■ TASK DESCRIPTION
In the data below, find every line with the word "sign" and copy it out.

= Beginning of Section =

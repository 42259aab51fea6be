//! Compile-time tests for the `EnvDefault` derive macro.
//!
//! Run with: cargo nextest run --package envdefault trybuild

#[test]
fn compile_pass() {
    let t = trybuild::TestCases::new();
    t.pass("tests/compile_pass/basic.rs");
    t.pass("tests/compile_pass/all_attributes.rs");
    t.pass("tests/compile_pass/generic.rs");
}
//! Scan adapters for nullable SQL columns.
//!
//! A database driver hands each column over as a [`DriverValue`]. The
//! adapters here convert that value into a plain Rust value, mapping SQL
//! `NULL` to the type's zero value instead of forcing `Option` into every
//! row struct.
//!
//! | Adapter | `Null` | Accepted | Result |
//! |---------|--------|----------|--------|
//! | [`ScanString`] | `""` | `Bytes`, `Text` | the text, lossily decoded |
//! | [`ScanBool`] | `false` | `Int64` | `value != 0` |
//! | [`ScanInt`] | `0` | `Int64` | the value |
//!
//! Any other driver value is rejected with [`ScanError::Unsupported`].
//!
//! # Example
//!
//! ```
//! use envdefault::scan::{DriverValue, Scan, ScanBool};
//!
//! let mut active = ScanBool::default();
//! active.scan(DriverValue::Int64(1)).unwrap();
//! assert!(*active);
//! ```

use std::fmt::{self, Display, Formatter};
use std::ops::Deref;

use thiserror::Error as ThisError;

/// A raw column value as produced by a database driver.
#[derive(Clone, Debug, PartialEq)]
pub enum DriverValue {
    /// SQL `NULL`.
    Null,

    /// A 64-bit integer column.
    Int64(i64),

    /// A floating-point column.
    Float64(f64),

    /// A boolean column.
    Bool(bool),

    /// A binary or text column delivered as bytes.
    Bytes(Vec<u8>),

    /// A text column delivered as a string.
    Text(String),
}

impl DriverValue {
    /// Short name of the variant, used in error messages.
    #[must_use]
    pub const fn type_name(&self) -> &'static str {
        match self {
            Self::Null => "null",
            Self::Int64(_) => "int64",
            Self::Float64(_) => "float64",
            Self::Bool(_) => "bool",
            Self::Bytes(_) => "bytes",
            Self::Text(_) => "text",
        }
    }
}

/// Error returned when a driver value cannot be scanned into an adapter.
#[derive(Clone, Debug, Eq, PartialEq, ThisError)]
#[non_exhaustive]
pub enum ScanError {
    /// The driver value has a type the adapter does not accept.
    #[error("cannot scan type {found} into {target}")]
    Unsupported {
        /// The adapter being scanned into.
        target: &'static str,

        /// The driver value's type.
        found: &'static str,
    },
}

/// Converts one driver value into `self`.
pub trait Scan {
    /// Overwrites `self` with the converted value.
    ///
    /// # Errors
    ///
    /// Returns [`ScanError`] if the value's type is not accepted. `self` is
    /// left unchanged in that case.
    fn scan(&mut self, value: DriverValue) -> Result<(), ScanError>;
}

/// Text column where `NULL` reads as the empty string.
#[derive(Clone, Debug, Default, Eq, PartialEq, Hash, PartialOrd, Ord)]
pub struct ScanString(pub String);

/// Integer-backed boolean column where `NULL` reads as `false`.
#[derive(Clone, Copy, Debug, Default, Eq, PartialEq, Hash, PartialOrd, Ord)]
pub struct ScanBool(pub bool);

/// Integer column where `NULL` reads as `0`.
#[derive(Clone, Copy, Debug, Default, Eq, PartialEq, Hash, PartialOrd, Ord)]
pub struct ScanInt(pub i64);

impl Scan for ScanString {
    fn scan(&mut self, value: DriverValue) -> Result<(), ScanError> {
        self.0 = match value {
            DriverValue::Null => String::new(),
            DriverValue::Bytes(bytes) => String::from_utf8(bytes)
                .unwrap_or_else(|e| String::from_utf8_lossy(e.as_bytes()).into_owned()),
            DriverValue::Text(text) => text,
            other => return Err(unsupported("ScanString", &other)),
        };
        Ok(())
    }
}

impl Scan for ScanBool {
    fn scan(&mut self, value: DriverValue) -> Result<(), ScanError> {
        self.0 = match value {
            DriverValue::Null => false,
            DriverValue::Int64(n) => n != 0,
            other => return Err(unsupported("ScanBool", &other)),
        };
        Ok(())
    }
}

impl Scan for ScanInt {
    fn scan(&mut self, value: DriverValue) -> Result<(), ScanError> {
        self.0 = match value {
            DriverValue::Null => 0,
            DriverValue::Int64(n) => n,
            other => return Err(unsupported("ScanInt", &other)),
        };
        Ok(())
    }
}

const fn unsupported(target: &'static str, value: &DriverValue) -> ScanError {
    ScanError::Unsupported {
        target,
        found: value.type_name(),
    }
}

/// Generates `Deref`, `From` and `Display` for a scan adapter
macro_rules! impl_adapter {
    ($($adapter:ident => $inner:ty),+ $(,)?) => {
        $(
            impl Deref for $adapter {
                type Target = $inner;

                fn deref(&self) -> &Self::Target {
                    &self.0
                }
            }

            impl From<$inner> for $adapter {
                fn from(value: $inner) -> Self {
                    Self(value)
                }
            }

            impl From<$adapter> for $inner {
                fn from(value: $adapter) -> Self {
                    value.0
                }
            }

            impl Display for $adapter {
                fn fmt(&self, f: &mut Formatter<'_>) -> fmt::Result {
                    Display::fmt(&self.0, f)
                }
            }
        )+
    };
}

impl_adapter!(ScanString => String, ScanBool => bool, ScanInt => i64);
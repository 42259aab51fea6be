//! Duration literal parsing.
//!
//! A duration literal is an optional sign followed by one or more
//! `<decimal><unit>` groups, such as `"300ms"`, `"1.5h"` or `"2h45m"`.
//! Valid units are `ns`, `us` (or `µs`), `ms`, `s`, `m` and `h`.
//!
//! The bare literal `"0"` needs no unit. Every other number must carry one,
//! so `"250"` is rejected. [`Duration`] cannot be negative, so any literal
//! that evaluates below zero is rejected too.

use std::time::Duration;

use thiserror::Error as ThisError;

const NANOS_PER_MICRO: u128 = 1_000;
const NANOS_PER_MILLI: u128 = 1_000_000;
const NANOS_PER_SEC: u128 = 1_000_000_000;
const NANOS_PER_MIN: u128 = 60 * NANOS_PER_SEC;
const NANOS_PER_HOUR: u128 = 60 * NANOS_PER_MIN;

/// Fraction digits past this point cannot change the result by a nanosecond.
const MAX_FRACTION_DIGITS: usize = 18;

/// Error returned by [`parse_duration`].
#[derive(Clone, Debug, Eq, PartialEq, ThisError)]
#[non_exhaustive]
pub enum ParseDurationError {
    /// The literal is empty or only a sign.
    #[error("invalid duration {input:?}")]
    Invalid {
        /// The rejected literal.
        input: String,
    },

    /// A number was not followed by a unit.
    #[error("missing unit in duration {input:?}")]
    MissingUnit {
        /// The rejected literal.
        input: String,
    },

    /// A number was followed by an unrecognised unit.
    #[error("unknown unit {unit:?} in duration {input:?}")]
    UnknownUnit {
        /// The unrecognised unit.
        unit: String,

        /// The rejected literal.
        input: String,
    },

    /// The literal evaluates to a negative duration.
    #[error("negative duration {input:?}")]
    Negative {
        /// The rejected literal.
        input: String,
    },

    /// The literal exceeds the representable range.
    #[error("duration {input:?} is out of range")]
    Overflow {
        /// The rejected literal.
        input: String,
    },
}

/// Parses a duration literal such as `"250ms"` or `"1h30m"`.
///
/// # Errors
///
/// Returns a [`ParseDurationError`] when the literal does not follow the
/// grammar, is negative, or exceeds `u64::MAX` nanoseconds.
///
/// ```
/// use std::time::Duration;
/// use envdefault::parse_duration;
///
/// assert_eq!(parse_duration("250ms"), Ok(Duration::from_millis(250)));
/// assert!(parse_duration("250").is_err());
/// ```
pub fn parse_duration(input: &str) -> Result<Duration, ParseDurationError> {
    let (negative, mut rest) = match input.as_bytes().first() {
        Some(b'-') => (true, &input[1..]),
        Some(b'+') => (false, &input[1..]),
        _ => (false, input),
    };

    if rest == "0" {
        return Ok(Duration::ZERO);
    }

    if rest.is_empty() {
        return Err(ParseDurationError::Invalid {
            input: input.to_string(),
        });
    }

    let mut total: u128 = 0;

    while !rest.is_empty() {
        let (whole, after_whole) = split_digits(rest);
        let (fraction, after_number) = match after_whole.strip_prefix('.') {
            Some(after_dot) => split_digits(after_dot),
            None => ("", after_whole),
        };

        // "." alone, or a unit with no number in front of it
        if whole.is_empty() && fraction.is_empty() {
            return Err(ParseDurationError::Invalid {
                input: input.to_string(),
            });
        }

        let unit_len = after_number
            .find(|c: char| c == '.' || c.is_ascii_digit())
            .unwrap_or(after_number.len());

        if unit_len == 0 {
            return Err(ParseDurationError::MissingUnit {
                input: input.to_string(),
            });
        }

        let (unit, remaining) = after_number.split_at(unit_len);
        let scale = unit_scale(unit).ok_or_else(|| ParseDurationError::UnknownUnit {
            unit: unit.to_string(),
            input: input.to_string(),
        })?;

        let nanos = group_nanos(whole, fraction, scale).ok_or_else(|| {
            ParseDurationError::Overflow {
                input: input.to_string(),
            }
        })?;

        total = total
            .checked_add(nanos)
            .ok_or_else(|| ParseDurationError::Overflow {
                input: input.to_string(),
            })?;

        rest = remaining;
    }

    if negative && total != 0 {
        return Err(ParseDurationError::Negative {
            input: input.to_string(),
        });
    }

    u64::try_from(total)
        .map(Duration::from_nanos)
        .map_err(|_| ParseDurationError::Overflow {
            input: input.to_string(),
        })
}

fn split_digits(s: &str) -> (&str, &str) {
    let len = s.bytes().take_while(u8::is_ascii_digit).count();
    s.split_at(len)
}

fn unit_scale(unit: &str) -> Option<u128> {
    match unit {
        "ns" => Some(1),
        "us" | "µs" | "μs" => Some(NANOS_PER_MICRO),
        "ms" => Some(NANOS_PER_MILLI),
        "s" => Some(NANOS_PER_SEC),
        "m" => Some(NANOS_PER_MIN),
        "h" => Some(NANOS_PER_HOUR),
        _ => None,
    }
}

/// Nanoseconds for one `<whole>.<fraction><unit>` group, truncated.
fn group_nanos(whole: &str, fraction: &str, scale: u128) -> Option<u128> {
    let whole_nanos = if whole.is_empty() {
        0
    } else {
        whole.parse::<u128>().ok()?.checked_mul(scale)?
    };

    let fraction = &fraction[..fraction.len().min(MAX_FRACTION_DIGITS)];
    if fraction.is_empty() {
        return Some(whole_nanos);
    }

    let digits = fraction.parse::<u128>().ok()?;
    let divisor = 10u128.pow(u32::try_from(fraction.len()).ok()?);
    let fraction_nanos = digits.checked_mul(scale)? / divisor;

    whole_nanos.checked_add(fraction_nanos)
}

= End of Section =

■ RESPONSE BELOW
//! A duration literal is an optional sign followed by one or more
    /// The literal is empty or only a sign.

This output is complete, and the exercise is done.